The More You Weigh, The More You Pay
Being overweight can cost you a pretty penny on your life insurance. Insurance companies use height and weight guidelines to determine what premium class an individual will qualify for. (See chart at bottom of this article.) These guidelines provide a desired weight for males and females based on their height. Each premium class has a certain height and weight maximum to qualify for that given rate. If you are above the maximum, you will be dropped to the next appropriate premium class.

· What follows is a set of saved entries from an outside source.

//! Balancer scenario tests: least-connections routing under sequential
//! and concurrent load, health-service behavior, and end-to-end
//! forwarding through real HTTP backends.

use std::sync::atomic::{AtomicBool, AtomicI64, AtomicU64, Ordering};
use std::sync::Arc;
use std::time::Duration;

use async_trait::async_trait;
use axum::{
    body::Body,
    extract::Request,
    http::StatusCode,
    response::{IntoResponse, Response},
    routing::get,
    Router,
};

use logkv_balancer::{
    Backend, ForwardConfig, HealthService, Pool, Upstream, ALL_BACKENDS_DOWN,
};

/// Pool member with scripted behavior: an optional forward delay and an
/// optional always-failing probe.
struct MockUpstream {
    name: String,
    connections: AtomicI64,
    healthy: AtomicBool,
    forward_delay: Duration,
    failing_probe: bool,
    hits: AtomicU64,
}

impl MockUpstream {
    fn new(name: &str) -> Arc<Self> {
        Self::with(name, Duration::ZERO, false)
    }

    fn with(name: &str, forward_delay: Duration, failing_probe: bool) -> Arc<Self> {
        Arc::new(Self {
            name: name.to_string(),
            connections: AtomicI64::new(0),
            healthy: AtomicBool::new(true),
            forward_delay,
            failing_probe,
            hits: AtomicU64::new(0),
        })
    }
}

#[async_trait]
impl Upstream for MockUpstream {
    fn url(&self) -> &str {
        &self.name
    }

    fn connections(&self) -> i64 {
        self.connections.load(Ordering::Acquire)
    }

    fn is_healthy(&self) -> bool {
        self.healthy.load(Ordering::Acquire)
    }

    async fn forward(&self, _req: Request) -> Response {
        self.connections.fetch_add(1, Ordering::AcqRel);
        if !self.forward_delay.is_zero() {
            tokio::time::sleep(self.forward_delay).await;
        }
        self.hits.fetch_add(1, Ordering::AcqRel);
        let response = Response::new(Body::from(self.name.clone()));
        self.connections.fetch_sub(1, Ordering::AcqRel);
        response
    }

    async fn check_health(&self) {
        self.healthy.store(!self.failing_probe, Ordering::Release);
    }
}

fn request() -> Request {
    Request::builder().uri("/").body(Body::empty()).unwrap()
}

async fn body_string(resp: Response) -> String {
    let bytes = axum::body::to_bytes(resp.into_body(), usize::MAX)
        .await
        .unwrap();
    String::from_utf8(bytes.to_vec()).unwrap()
}

// ---------------------------------------------------------------
// Least-connections routing
// ---------------------------------------------------------------

#[tokio::test]
async fn test_sequential_requests_all_hit_the_first_backend() {
    let pool = Pool::new(vec![
        MockUpstream::new("0") as Arc<dyn Upstream>,
        MockUpstream::new("1"),
        MockUpstream::new("2"),
    ]);

    for _ in 0..9 {
        let resp = pool.handle(request()).await;
        assert_eq!(body_string(resp).await, "0");
    }
}

#[tokio::test(flavor = "multi_thread")]
async fn test_concurrent_requests_spread_across_backends() {
    let backends = [
        MockUpstream::with("0", Duration::from_millis(50), false),
        MockUpstream::with("1", Duration::from_millis(50), false),
        MockUpstream::with("2", Duration::from_millis(50), false),
    ];
    let pool = Arc::new(Pool::new(
        backends.iter().map(|b| b.clone() as Arc<dyn Upstream>).collect(),
    ));

    // Stagger the starts so each request observes the previous ones as
    // in-flight; the 50ms forward delay keeps them all overlapping.
    let mut tasks = Vec::new();
    for _ in 0..3 {
        let pool = pool.clone();
        tasks.push(tokio::spawn(
            async move { body_string(pool.handle(request()).await).await },
        ));
        tokio::time::sleep(Duration::from_millis(10)).await;
    }

    let mut served: Vec<String> = Vec::new();
    for task in tasks {
        served.push(task.await.unwrap());
    }
    served.sort();
    assert_eq!(served, vec!["0", "1", "2"]);

    for backend in &backends {
        assert_eq!(backend.hits.load(Ordering::Acquire), 1);
    }
}

// ---------------------------------------------------------------
// Health service
// ---------------------------------------------------------------

#[tokio::test]
async fn test_failing_backend_is_marked_down_and_skipped() {
    let backends = [
        MockUpstream::with("0", Duration::ZERO, false),
        MockUpstream::with("1", Duration::ZERO, true),
        MockUpstream::with("2", Duration::ZERO, false),
    ];
    let upstreams: Vec<Arc<dyn Upstream>> =
        backends.iter().map(|b| b.clone() as Arc<dyn Upstream>).collect();

    HealthService::new(upstreams.clone(), Duration::from_secs(3600))
        .start()
        .await;
    assert!(!backends[1].is_healthy());

    let pool = Pool::new(upstreams);
    for _ in 0..6 {
        let resp = pool.handle(request()).await;
        assert_ne!(body_string(resp).await, "1");
    }
    assert_eq!(backends[1].hits.load(Ordering::Acquire), 0);
}

#[tokio::test]
async fn test_all_backends_down_yields_503_with_fixed_body() {
    let backends = [
        MockUpstream::with("0", Duration::ZERO, true),
        MockUpstream::with("1", Duration::ZERO, true),
    ];
    let upstreams: Vec<Arc<dyn Upstream>> =
        backends.iter().map(|b| b.clone() as Arc<dyn Upstream>).collect();

    HealthService::new(upstreams.clone(), Duration::from_secs(3600))
        .start()
        .await;

    let pool = Pool::new(upstreams);
    let resp = pool.handle(request()).await;
    assert_eq!(resp.status(), StatusCode::SERVICE_UNAVAILABLE);
    assert_eq!(body_string(resp).await, ALL_BACKENDS_DOWN);
}

// ---------------------------------------------------------------
// End-to-end forwarding through real HTTP servers
// ---------------------------------------------------------------

/// Spin up a real backend answering /health with 200 and everything else
/// with its own name. Returns its host:port.
async fn spawn_backend(name: &'static str) -> String {
    let router = Router::new()
        .route("/health", get(|| async { "OK" }))
        .fallback(move || async move { name.into_response() });

    let listener = tokio::net::TcpListener::bind("127.0.0.1:0").await.unwrap();
    let addr = listener.local_addr().unwrap();
    tokio::spawn(async move {
        axum::serve(listener, router).await.unwrap();
    });
    format!("127.0.0.1:{}", addr.port())
}

fn forward_config(trace: bool) -> ForwardConfig {
    ForwardConfig {
        https: false,
        timeout: Duration::from_secs(3),
        trace,
    }
}

#[tokio::test]
async fn test_forwarding_relays_response_and_trace_header() {
    let addr = spawn_backend("backend-a").await;
    let client = reqwest::Client::new();
    let backend = Arc::new(Backend::new(
        addr.clone(),
        true,
        client,
        forward_config(true),
    )) as Arc<dyn Upstream>;
    let pool = Pool::new(vec![backend]);

    let resp = pool.handle(request()).await;
    assert_eq!(resp.status(), StatusCode::OK);
    assert_eq!(
        resp.headers().get("lb-from").unwrap().to_str().unwrap(),
        addr
    );
    assert_eq!(body_string(resp).await, "backend-a");
}

#[tokio::test]
async fn test_trace_header_absent_when_disabled() {
    let addr = spawn_backend("backend-b").await;
    let client = reqwest::Client::new();
    let backend = Arc::new(Backend::new(addr, true, client, forward_config(false)))
        as Arc<dyn Upstream>;
    let pool = Pool::new(vec![backend]);

    let resp = pool.handle(request()).await;
    assert_eq!(resp.status(), StatusCode::OK);
    assert!(resp.headers().get("lb-from").is_none());
}

#[tokio::test]
async fn test_probe_flips_health_both_ways() {
    let addr = spawn_backend("backend-c").await;
    let client = reqwest::Client::new();

    // Begins marked unhealthy (the `~` case); a probe restores it.
    let backend = Backend::new(addr, false, client.clone(), forward_config(false));
    assert!(!backend.is_healthy());
    backend.check_health().await;
    assert!(backend.is_healthy());

    // A dead address takes it down again.
    let dead = reserve_dead_addr().await;
    let backend = Backend::new(dead, true, client, forward_config(false));
    backend.check_health().await;
    assert!(!backend.is_healthy());
}

#[tokio::test]
async fn test_transport_failure_marks_backend_unhealthy_and_returns_503() {
    let dead = reserve_dead_addr().await;
    let client = reqwest::Client::new();
    let backend = Arc::new(Backend::new(dead, true, client, forward_config(false)));

    let resp = backend.forward(request()).await;
    assert_eq!(resp.status(), StatusCode::SERVICE_UNAVAILABLE);
    assert!(!backend.is_healthy());
    assert_eq!(backend.connections(), 0);
}

/// An address nothing is listening on: bind an ephemeral port, then drop
/// the listener.
async fn reserve_dead_addr() -> String {
    let listener = tokio::net::TcpListener::bind("127.0.0.1:0").await.unwrap();
    let addr = listener.local_addr().unwrap();
    drop(listener);
    format!("127.0.0.1:{}", addr.port())
}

Studies from the American Medical Association show that being overweight has a correlation to health problems. Matter of fact, according to a recent study published in the Journal of the American Medical Association, excess weight is linked to 280,000 deaths in the U.S. annually. Insurance companies decided that if individuals are overweight, they will likely have other health issues, such as high cholesterol or blood pressure readings. Even if you are 10 pounds over the insurance company's desired height/weight chart, you will be given a higher rate.
If Your Application is Rated or Declined?
If a medical problem is discovered from your medical background or your insurance medical exam results, you may be offered a rated, or substandard, premium. This would result in a higher premium rate if you choose to accept the life insurance policy. If you disagree with the insurer's analysis of your medical background and the final quote you receive, contact your agent. A good insurance agent should stand up for you and dispute the rating. This could lead to further medical exams or requesting of more records from your doctor but could also provide you with a better rate in the end.
If you decide not to accept the rated life insurance policy, this medical information becomes part of your record in the MIB (Medical Information Bureau), which stores information for seven years.
Finally, if your coverage is declined due to health, call your agent and request the results of your life insurance medical exam to be sent to you. For one, you should take the results to your physician for review and analysis. Secondly, there are insurance companies that specialize in accepting impaired risk policies and they may be able to cover you. Often these insurance companies will take into account the severity of your condition when deciding whether or not to offer you coverage and for what price.